▸ Stored items:
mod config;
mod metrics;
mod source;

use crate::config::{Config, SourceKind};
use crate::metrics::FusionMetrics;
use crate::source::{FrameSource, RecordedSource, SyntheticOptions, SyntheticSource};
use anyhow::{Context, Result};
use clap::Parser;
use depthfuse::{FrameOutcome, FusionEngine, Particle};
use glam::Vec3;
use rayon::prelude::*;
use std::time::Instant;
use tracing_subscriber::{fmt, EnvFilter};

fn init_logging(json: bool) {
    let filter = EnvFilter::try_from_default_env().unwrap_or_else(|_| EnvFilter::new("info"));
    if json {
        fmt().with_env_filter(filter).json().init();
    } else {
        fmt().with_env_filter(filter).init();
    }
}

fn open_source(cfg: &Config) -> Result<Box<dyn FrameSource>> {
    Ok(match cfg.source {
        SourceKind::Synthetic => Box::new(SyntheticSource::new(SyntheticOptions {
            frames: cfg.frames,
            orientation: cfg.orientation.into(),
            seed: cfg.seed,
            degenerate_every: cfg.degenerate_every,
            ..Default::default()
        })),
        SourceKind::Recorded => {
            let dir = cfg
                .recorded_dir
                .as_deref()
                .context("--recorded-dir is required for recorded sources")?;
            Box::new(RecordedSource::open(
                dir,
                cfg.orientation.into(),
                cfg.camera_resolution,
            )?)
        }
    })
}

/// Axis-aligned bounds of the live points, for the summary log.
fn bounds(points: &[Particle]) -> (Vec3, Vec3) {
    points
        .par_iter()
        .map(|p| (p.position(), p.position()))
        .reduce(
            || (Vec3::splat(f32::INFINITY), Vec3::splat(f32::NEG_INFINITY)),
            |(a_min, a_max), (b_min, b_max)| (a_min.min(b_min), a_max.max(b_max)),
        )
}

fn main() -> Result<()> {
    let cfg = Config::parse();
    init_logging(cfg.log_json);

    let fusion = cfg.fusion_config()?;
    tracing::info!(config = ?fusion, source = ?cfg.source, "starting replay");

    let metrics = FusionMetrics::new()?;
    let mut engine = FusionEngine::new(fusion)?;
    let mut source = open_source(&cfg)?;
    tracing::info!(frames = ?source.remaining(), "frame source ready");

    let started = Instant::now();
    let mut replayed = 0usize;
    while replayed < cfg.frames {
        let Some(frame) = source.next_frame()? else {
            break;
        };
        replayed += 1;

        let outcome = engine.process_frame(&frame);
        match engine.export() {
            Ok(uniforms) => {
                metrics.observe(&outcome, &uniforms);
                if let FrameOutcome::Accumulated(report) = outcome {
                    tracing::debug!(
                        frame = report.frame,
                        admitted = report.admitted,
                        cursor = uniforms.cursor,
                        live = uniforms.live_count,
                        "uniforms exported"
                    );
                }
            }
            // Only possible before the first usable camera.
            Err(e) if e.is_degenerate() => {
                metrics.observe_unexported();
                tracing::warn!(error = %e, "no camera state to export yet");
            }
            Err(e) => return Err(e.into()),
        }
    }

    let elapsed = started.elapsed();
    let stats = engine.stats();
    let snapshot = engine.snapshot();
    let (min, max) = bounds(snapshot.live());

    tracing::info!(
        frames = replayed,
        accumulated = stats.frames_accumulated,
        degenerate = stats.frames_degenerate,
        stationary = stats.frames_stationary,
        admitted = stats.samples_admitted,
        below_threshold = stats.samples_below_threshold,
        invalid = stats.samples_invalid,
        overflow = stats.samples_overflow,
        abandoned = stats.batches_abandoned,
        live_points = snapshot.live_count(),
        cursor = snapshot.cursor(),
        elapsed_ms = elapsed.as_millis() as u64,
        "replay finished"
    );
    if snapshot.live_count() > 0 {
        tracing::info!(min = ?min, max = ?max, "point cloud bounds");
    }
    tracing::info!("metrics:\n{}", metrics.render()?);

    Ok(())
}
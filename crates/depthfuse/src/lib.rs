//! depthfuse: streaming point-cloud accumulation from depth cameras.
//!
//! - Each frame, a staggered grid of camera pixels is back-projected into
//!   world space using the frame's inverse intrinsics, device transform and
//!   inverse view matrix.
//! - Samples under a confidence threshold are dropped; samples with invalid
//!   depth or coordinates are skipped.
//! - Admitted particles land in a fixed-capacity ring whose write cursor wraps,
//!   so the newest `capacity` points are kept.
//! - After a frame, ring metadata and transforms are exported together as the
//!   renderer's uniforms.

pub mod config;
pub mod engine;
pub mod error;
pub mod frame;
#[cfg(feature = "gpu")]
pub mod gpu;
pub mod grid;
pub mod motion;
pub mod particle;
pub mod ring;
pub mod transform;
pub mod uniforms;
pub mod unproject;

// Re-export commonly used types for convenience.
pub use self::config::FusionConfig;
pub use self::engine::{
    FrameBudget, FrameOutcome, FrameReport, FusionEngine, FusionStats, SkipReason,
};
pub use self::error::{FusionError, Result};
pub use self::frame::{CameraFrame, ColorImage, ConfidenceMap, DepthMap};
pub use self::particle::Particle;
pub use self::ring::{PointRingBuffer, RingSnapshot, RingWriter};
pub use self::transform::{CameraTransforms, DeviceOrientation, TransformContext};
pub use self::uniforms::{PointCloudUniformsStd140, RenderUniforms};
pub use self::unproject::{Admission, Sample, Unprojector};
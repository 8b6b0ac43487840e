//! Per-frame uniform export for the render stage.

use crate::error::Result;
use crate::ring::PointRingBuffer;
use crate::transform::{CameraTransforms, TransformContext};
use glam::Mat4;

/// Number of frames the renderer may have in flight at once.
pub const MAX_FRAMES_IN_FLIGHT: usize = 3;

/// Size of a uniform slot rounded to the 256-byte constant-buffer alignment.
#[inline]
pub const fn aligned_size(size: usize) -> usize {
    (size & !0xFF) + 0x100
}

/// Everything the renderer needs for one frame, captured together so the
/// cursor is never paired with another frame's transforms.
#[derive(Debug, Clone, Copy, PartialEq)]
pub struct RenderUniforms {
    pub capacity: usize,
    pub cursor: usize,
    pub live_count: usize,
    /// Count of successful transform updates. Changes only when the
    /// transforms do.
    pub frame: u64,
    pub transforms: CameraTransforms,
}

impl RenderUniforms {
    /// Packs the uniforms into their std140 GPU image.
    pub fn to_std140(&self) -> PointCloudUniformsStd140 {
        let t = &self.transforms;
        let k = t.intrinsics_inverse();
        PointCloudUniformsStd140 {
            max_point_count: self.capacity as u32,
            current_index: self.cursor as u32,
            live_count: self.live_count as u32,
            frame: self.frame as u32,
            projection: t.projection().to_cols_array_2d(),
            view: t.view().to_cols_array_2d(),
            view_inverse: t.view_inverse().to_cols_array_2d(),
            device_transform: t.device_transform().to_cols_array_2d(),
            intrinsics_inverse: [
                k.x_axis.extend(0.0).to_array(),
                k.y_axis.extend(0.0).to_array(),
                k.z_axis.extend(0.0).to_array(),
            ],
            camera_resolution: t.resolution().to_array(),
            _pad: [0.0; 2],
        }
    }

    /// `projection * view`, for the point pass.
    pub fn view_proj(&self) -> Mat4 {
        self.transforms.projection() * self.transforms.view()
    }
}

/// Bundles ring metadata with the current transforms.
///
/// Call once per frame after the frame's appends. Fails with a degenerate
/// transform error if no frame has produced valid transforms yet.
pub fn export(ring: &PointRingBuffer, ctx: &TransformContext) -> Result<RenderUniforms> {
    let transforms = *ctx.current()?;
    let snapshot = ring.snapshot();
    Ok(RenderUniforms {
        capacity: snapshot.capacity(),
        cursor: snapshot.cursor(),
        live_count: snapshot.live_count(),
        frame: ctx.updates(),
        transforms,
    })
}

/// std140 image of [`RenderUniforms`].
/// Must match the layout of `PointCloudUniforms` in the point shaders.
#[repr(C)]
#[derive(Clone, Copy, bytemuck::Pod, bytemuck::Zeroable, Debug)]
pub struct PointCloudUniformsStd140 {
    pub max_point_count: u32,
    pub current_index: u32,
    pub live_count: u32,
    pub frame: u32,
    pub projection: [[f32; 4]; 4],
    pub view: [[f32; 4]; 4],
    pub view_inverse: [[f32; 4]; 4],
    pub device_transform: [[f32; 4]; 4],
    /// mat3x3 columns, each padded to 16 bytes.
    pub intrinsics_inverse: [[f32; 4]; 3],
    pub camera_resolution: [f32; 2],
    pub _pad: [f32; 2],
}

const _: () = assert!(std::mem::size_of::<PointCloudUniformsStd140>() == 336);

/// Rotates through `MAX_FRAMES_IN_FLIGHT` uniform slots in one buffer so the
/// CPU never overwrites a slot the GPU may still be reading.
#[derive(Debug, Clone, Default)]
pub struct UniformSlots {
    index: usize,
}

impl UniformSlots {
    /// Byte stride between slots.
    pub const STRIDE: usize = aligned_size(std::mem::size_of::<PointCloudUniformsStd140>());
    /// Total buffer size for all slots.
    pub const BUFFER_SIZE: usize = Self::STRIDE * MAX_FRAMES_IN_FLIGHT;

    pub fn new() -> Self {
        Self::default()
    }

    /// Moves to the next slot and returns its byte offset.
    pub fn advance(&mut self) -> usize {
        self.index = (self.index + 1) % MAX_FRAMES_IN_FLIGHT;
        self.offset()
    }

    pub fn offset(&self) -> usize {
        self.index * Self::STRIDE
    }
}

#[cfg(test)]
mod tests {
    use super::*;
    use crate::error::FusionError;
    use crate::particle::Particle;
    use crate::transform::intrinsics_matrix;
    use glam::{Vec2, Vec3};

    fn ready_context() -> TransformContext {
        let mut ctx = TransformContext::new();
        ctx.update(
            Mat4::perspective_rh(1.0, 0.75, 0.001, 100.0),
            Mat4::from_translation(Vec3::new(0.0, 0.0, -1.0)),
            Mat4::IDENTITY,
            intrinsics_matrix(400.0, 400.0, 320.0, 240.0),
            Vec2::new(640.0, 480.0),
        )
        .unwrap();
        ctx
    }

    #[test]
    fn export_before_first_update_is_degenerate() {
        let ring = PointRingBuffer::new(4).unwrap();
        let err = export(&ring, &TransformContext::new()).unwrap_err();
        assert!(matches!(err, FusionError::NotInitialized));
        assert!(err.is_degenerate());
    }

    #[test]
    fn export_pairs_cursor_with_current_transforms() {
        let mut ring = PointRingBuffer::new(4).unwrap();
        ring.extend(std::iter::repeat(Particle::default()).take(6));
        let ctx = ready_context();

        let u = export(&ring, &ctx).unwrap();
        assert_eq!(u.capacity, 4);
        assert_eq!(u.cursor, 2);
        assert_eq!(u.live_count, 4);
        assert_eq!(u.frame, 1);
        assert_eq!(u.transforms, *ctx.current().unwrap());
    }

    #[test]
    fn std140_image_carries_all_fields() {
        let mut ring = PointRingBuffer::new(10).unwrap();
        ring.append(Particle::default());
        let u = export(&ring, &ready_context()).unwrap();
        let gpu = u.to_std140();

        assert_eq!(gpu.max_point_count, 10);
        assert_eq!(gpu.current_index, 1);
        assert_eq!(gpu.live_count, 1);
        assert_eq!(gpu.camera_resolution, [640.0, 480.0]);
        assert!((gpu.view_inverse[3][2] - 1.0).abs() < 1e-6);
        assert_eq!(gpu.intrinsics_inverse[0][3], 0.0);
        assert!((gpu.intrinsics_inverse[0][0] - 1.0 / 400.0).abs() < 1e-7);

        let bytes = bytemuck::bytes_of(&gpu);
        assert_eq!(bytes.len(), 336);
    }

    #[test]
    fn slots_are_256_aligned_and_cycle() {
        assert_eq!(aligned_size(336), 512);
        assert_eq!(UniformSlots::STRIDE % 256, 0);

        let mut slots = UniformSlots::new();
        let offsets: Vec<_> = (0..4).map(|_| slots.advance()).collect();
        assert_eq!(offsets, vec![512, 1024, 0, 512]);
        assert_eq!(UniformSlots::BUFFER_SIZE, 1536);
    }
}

▸ About this task: Your answer should consist only of the lines above between the line holding "use clap::Parser;" and the line holding "let fusion = cfg.fusion_config()?;", inclusive, each transcribed exactly.

▸ Your response:
use clap::Parser;
use depthfuse::{FrameOutcome, FusionEngine, Particle};
use glam::Vec3;
use rayon::prelude::*;
use std::time::Instant;
use tracing_subscriber::{fmt, EnvFilter};

fn init_logging(json: bool) {
    let filter = EnvFilter::try_from_default_env().unwrap_or_else(|_| EnvFilter::new("info"));
    if json {
        fmt().with_env_filter(filter).json().init();
    } else {
        fmt().with_env_filter(filter).init();
    }
}

fn open_source(cfg: &Config) -> Result<Box<dyn FrameSource>> {
    Ok(match cfg.source {
        SourceKind::Synthetic => Box::new(SyntheticSource::new(SyntheticOptions {
            frames: cfg.frames,
            orientation: cfg.orientation.into(),
            seed: cfg.seed,
            degenerate_every: cfg.degenerate_every,
            ..Default::default()
        })),
        SourceKind::Recorded => {
            let dir = cfg
                .recorded_dir
                .as_deref()
                .context("--recorded-dir is required for recorded sources")?;
            Box::new(RecordedSource::open(
                dir,
                cfg.orientation.into(),
                cfg.camera_resolution,
            )?)
        }
    })
}

/// Axis-aligned bounds of the live points, for the summary log.
fn bounds(points: &[Particle]) -> (Vec3, Vec3) {
    points
        .par_iter()
        .map(|p| (p.position(), p.position()))
        .reduce(
            || (Vec3::splat(f32::INFINITY), Vec3::splat(f32::NEG_INFINITY)),
            |(a_min, a_max), (b_min, b_max)| (a_min.min(b_min), a_max.max(b_max)),
        )
}

fn main() -> Result<()> {
    let cfg = Config::parse();
    init_logging(cfg.log_json);

    let fusion = cfg.fusion_config()?;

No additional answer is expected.